Fitzgerald, emergente y cazador cazado de una sociedad que en los ’30 estimulaba locamente la meta del éxito individual, la escribió en la confesión de su derrota, el Crack Up. Pero esa misma idea puede aplicarse a las luchas que a lo largo de la historia de todos los pueblos han persistido cuando todo alrededor era muro y adversidad. Luchas que, cuando se coronan, obligan a pensar en los que lucharon por lo mismo en el pasado y no llegaron a ver el resultado de su esfuerzo. Hay convicciones, ideales y deseos muy profundos, individuales, pero inscriptos en lo colectivo, que inclinaron siempre, desde hace siglos, a muchos hombres y mujeres a persistir en sus peleas, con viento a favor y en contra, pagando costos que implicaron a veces hasta sus propias vidas, pasándose la posta entre generaciones por cuestiones que precisamente por su permanencia en el tiempo y en la organización pudieron llamarse “banderas”. Las que se llevan en el corazón. Las que, aunque por períodos cortos o largos –no los cuatro años que dura un mandato presidencial sino las décadas o los siglos que tardan en madurar algunas batallas culturales–, no dejaron de ser levantadas por quienes expresaban así ese tipo de inteligencia que formula Fitzgerald, la que consiste en insistir.
Una de esas luchas que llevó décadas fue el voto de las mujeres. Precisamente el mismo día, el miércoles pasado, se cumplieron 67 años desde que el Senado de la Nación aprobó el proyecto del voto femenino, sancionado un año después. Recién desde entonces, 1947, esta democracia tuvo un piso mínimo, que volvió a subir la Constitución del ’49, con la equiparación jurídica entre mujeres y varones.

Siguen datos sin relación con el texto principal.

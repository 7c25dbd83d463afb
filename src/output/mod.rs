// Output formatting: the score file, JSON reports, and terminal display.

pub mod terminal;

use std::fs;
use std::path::Path;

use anyhow::{Context, Result};

use crate::pipeline::Comparison;

/// Format a score with exactly two decimal places, e.g. `0.83`.
pub fn format_score(score: f64) -> String {
    format!("{score:.2}")
}

/// Write the formatted score to `path` (UTF-8, no trailing newline).
pub fn write_score(path: &Path, score: f64) -> Result<()> {
    fs::write(path, format_score(score))
        .with_context(|| format!("Failed to write score to {}", path.display()))
}

/// Render a comparison as pretty-printed JSON.
pub fn render_json(comparison: &Comparison) -> Result<String> {
    serde_json::to_string_pretty(comparison).context("Failed to serialize comparison")
}
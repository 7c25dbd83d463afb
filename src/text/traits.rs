// Segmenter trait, the swap-ready abstraction over word segmentation.
//
// The tokenizer only needs word boundaries. The default implementation is
// dictionary-driven jieba, but any deterministic segmenter can stand in
// (tests use a whitespace splitter to pin exact token sequences).

/// Splits cleaned text into word tokens.
///
/// Implementations must be deterministic: identical input yields identical
/// output across runs, otherwise scores are not reproducible. Every character
/// of the input belongs to exactly one returned token.
pub trait Segmenter: Send + Sync {
    fn segment<'a>(&self, text: &'a str) -> Vec<&'a str>;
}

/// Splits on whitespace only. Useful when input is already segmented.
pub struct WhitespaceSegmenter;

impl Segmenter for WhitespaceSegmenter {
    fn segment<'a>(&self, text: &'a str) -> Vec<&'a str> {
        text.split_whitespace().collect()
    }
}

La lucha por los derechos de las mujeres había empezado mucho antes, naturalmente, pero la pelea concreta de la participación política llegó al mismo tiempo que las respectivas sociedades de todo el mundo, girando de paradigma, y abrieron sus democracias al voto popular. Ni calificado ni optativo, como hasta entonces habían concedido las elites. La idea era por cada persona, un voto. El problema en 1912, cuando se sancionó la ley Sáenz Peña, era que las mujeres éramos un poco menos que personas. Eramos pensadas y educadas como criaturas susceptibles y emocionales que políticamente no estábamos aptas para tomar decisiones. En el debate previo a la ley Sáenz Peña participaron grupos feministas y socialistas que gritaron lo que ahora parece obvio, pero en ese momento era inadmisible por el statu quo. No es que no se le ocurría a nadie que el voto no podía ser considerado verdaderamente universal si no se ampliaba ese derecho a las mujeres. No es que no hubiera lucha. Pero la época estaba cerrada sobre sí misma en este rincón del planeta. No así en Nueva Zelanda, Australia, Finlandia, Noruega, Dinamarca, Islandia y Alemania, cuyas organizaciones feministas ya participaban más activamente en política. En todos esos países, el voto femenino llegó en 1918.
En la Argentina hubo que esperar casi tres décadas más, pero esperar es una manera de decir. Desde los albores del siglo XX hubo organización y activismo, políticamente liderado por el socialismo, del que salieron casi todas las figuras emblemáticas de los derechos de las mujeres de la época. Su cara más contundente con relación al género es la de Alicia Moreau de Justo, pero hubo muchas otras y no sólo femeninas. Un nombre para recordar es el del gobernador sanjuanino Aldo Cantoni, más asociado siempre a su presidencia de Huracán primero y de la AFA después. En 1927, siendo Aldo Cantoni gobernador, una reforma constitucional convirtió a San Juan en la primera provincia argentina en ampliar el derecho del voto a las mujeres. Este es un tipo de dato de los que en general se escamotean: hubo enormes avances conceptuales y sociales que encarnaron mucho antes en las provincias que en la Capital.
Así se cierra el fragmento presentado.